Le diocèse de Bayonne et l’enseignement catholique etrillés dans le rapport
Le rapport critique vivement l’absence de contrôle du diocèse de Bayonne et de l’enseignement catholique :
« le diocèse disposait également d’un rôle spécifique. Même lorsque l’établissement est dirigé par une Congrégation, l’évêque conserve un pouvoir de surveillance et de visite sur les écoles catholiques situées sur son territoire. Ce pouvoir n’est pas purement symbolique. Il implique une obligation de vigilance, particulièrement lorsque des soupçons de violences ou d’abus concernent des mineurs. Or, là encore, les éléments examinés par la Commission montrent que le diocèse n’a pas pris la pleine mesure de la gravité de la situation. Les alertes, lorsqu’elles ont existé, n’ont pas entraîné de contrôle approfondi, de remise en cause institutionnelle suffisante ni de mesures de protection à la hauteur des enjeux.
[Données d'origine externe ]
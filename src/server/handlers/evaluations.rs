use std::sync::Arc;

use axum::extract::State;
use axum::response::IntoResponse;
use axum::Json;
use serde::Deserialize;
use tokio_util::sync::CancellationToken;

use crate::core::config::DiscoveryCount;
use crate::core::errors::ApiError;
use crate::state::AppState;

#[derive(Debug, Deserialize)]
pub struct EvaluationRequest {
    pub query: String,
    /// Exact number of startups to evaluate; the configured mode when absent
    pub count: Option<usize>,
}

impl EvaluationRequest {
    fn discovery_count(&self) -> Option<DiscoveryCount> {
        self.count.map(DiscoveryCount::Fixed)
    }
}

pub async fn create_evaluation(
    State(state): State<Arc<AppState>>,
    Json(payload): Json<EvaluationRequest>,
) -> Result<impl IntoResponse, ApiError> {
    let query = payload.query.trim();
    if query.is_empty() {
        return Err(ApiError::BadRequest("query must not be empty".to_string()));
    }

    let count = state.pipeline.resolve_count(payload.discovery_count())?;

    // The run future is dropped when the client disconnects.
    let cancel = CancellationToken::new();
    let report = state.pipeline.run(query, Some(count), &cancel).await?;

    Ok(Json(report))
}

#[cfg(test)]
mod tests {
    use super::*;

    #[test]
    fn count_maps_to_fixed_discovery() {
        let request: EvaluationRequest =
            serde_json::from_str(r#"{"query": "AI tutoring", "count": 2}"#).unwrap();
        assert_eq!(request.discovery_count(), Some(DiscoveryCount::Fixed(2)));

        let request: EvaluationRequest = serde_json::from_str(r#"{"query": "AI tutoring"}"#).unwrap();
        assert_eq!(request.discovery_count(), None);
    }
}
La direction diocésaine de l’enseignement catholique et les structures plus larges de l’enseignement catholique occupaient également une place importante dans l’environnement institutionnel de Notre-Dame-de-Bétharram. La direction diocésaine était chargée d’accompagner, de coordonner et de contrôler les établissements catholiques du diocèse. À ce titre, elle constituait un interlocuteur naturel pour les familles, les personnels et les responsables d’établissement confrontés à des situations préoccupantes. Les éléments recueillis par la Commission montrent toutefois qu’elle n’a pas pleinement joué ce rôle face aux alertes qui lui ont été adressées. Les signalements dont elle a été destinataire n’ont pas conduit à des investigations suffisamment approfondies ni à une remise en cause du fonctionnement de l’établissement à la hauteur de la gravité des faits dénoncés.
Le rectorat et la préfecture ont refusé d’ouvrir leurs archives ?
En revanche le rapport reste étrangement coi sur les noms des responsables de l’étouffement de la première affaire Betharram (de Behr puis Silviet Carricart) dans les années 1990.
Tout juste signale-t-il l’obstruction de plusieurs institutions quant à l’ouverture de leurs archives – confirmant que l’omerta et les abus de Betharram ont une responsabilité partagée entre les institutions ecclésiastiques et l’État.
Si la cour d’appel a donné les autorisations nécessaires, mais les dossiers n’ont pas pu être trouvés, le rapport indique noir sur blanc que deux institutions se sont dérobées :
« 2. fonds archivistiques du rectorat Malgré de nombreuses relances, les fonds n’ont jamais pu être consultés.
3. Certains dossiers des archives préfectorales Malgré de nombreuses relances, l’ensemble des documents demandés n’a jamais été communiqué« .
La dilution des responsabilités au sein de l’enseignement catholique, porte ouverte aux abus ?
Le rapport met en cause aussi la dilution des responsabilités au sein de l’enseignement catholique, qui continue à ce jour – en novembre dernier c’est ce que les victimes et représentants des collectifs ont fait remarquer au nouveau secrétaire général de l’enseignement catholique, Guillaume Prevost, lors d’une réunion de préparation pour la mise en place d’un groupe témoin de victimes, afin de renouveler les processus internes de l’enseignement catholique et améliorer la formation des personnels.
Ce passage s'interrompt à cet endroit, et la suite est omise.